Can You Still Contribute to a 401(k) After Your Last Paycheck?

Updated July 9, 2026 6 min read

It seems like it should be simple — send the plan a check and keep contributing — but 401(k) plans aren’t built to accept money that way.

The short answer

No. A 401(k) contribution is deducted directly from payroll, so once a paycheck stops, there’s no mechanism to keep adding new money to that employer’s plan, regardless of how much someone wants to keep contributing. The account itself doesn’t close, and the existing balance keeps being invested, but new contributions have to come from a different vehicle once employment ends.

Why it works this way

A 401(k) plan is built around payroll deduction: a percentage or dollar amount is withheld from each paycheck before it’s deposited, sent to the plan on the employer’s schedule, and often paired with a matching contribution tied to that same payroll cycle. There’s no equivalent process for someone to mail in a personal check, because the plan’s contribution system isn’t designed to accept outside money — it exists to move funds from payroll to the retirement account, not to function like a bank account with a deposit slip.

What happens to the account itself

Even though contributions stop, the account generally isn’t closed automatically just because employment ends. The existing balance stays invested according to whatever elections were last in place, continues to be subject to the plan’s fees, and remains reachable through the plan’s website or statements. This is a separate question from whether new money can go in — it’s really about what happens to money already there, which is a matter of deciding whether to leave it, roll it over, or move it elsewhere.

Filling the gap going forward

For anyone who wants to keep the habit of regular retirement contributions going after a job ends, the practical options shift to accounts that accept outside contributions directly.

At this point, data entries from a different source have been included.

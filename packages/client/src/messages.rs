//! Wire protocol for the show authority session
//!
//! Inbound frames are JSON objects tagged by `type`; outbound frames are a
//! generic `{action, params}` envelope. Messages are serialized as JSON
//! text frames over the websocket.

use serde::{Deserialize, Serialize};
use serde_json::{json, Map, Value};

// =============================================================================
// Client -> Server Messages
// =============================================================================

/// Outbound message envelope.
///
/// The envelope is deliberately generic: any action/params pair is
/// transmitted uninterpreted, and validation is the authority's concern.
#[derive(Debug, Clone, Serialize, Deserialize, PartialEq)]
pub struct OutboundMessage {
    /// Action tag routed by the authority
    pub action: String,

    /// Action parameters
    #[serde(default)]
    pub params: Map<String, Value>,
}

/// Actions the client knows how to construct.
///
/// Known playback intents carry typed parameters; anything else goes through
/// [`Action::Custom`] for forward compatibility with newer authorities.
#[derive(Debug, Clone, PartialEq)]
pub enum Action {
    /// Seek playback to an absolute position in seconds
    SeekAudio { time: f64 },

    /// Start playback
    PlayAudio,

    /// Pause playback
    PauseAudio,

    /// Stop playback and rewind
    StopAudio,

    /// Send a chat line to the show assistant
    ChatMessage { text: String },

    /// An action this client has no typed knowledge of
    Custom {
        action: String,
        params: Map<String, Value>,
    },
}

impl Action {
    /// The wire tag for this action
    pub fn tag(&self) -> &str {
        match self {
            Self::SeekAudio { .. } => "seek_audio",
            Self::PlayAudio => "play_audio",
            Self::PauseAudio => "pause_audio",
            Self::StopAudio => "stop_audio",
            Self::ChatMessage { .. } => "chat_message",
            Self::Custom { action, .. } => action,
        }
    }

    /// Build the wire envelope for this action
    pub fn into_message(self) -> OutboundMessage {
        match self {
            Self::SeekAudio { time } => {
                let mut params = Map::new();
                params.insert("time".to_string(), json!(time));
                OutboundMessage {
                    action: "seek_audio".to_string(),
                    params,
                }
            }
            Self::PlayAudio => OutboundMessage {
                action: "play_audio".to_string(),
                params: Map::new(),
            },
            Self::PauseAudio => OutboundMessage {
                action: "pause_audio".to_string(),
                params: Map::new(),
            },
            Self::StopAudio => OutboundMessage {
                action: "stop_audio".to_string(),
                params: Map::new(),
            },
            Self::ChatMessage { text } => {
                let mut params = Map::new();
                params.insert("text".to_string(), json!(text));
                OutboundMessage {
                    action: "chat_message".to_string(),
                    params,
                }
            }
            Self::Custom { action, params } => OutboundMessage { action, params },
        }
    }
}

impl From<Action> for OutboundMessage {
    fn from(action: Action) -> Self {
        action.into_message()
    }
}

// =============================================================================
// Server -> Client Messages
// =============================================================================

/// Events pushed by the authority
#[derive(Debug, Clone, Serialize, Deserialize, PartialEq)]
#[serde(tag = "type", rename_all = "snake_case")]
pub enum ServerEvent {
    /// Full application state snapshot. The authority sends one
    /// immediately after the connection is established and again after
    /// every state change.
    AppState { data: AppState },

    /// The authority rejected a message or hit an internal failure
    Error {
        #[serde(default)]
        error: Value,
    },
}

/// The authority's view of the running session
#[derive(Debug, Clone, Serialize, Deserialize, PartialEq, Default)]
pub struct AppState {
    /// Identifier of the loaded song, if any
    #[serde(default)]
    pub current_song: Option<String>,

    /// Whether the authority considers playback active
    #[serde(default)]
    pub is_playing: bool,

    /// Playback position in seconds
    #[serde(default)]
    pub position: f64,
}

/// Derive a human-readable message from an authority error payload.
///
/// The authority sends either a bare string or an object with an `error`
/// field; anything else is rendered as compact JSON.
pub fn describe_error(error: &Value) -> String {
    match error {
        Value::String(message) => message.clone(),
        Value::Object(fields) => match fields.get("error").and_then(Value::as_str) {
            Some(message) => message.to_string(),
            None => error.to_string(),
        },
        Value::Null => "unspecified error".to_string(),
        other => other.to_string(),
    }
}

An IRA, for example, can typically be funded with a transfer from a personal bank account rather than payroll, giving a similar tax-advantaged structure without needing an employer in the middle. A new employer’s plan, once that begins, restarts the payroll-deduction process the same way the old one worked. Neither replicates the exact structure of the old plan, but both let contributions continue rather than pausing entirely during a gap in employment.

Timing around a final paycheck

It’s worth understanding that contributions withheld from a truly final paycheck may still take a few days or weeks to actually post to the account, even though no further deductions will follow. That’s a separate, temporary lag rather than a sign that further contributions are possible — it’s simply the tail end of the last payroll cycle finishing its processing.

The takeaway

Contributions to an old employer’s 401(k) end with the paycheck, not because of any rule against the account holder, but because the plan’s contribution mechanism is built entirely around payroll. Anyone who wants to keep saving at the same pace has options — an IRA in the interim, a new plan once employed again — even if none of them technically add to the old account itself.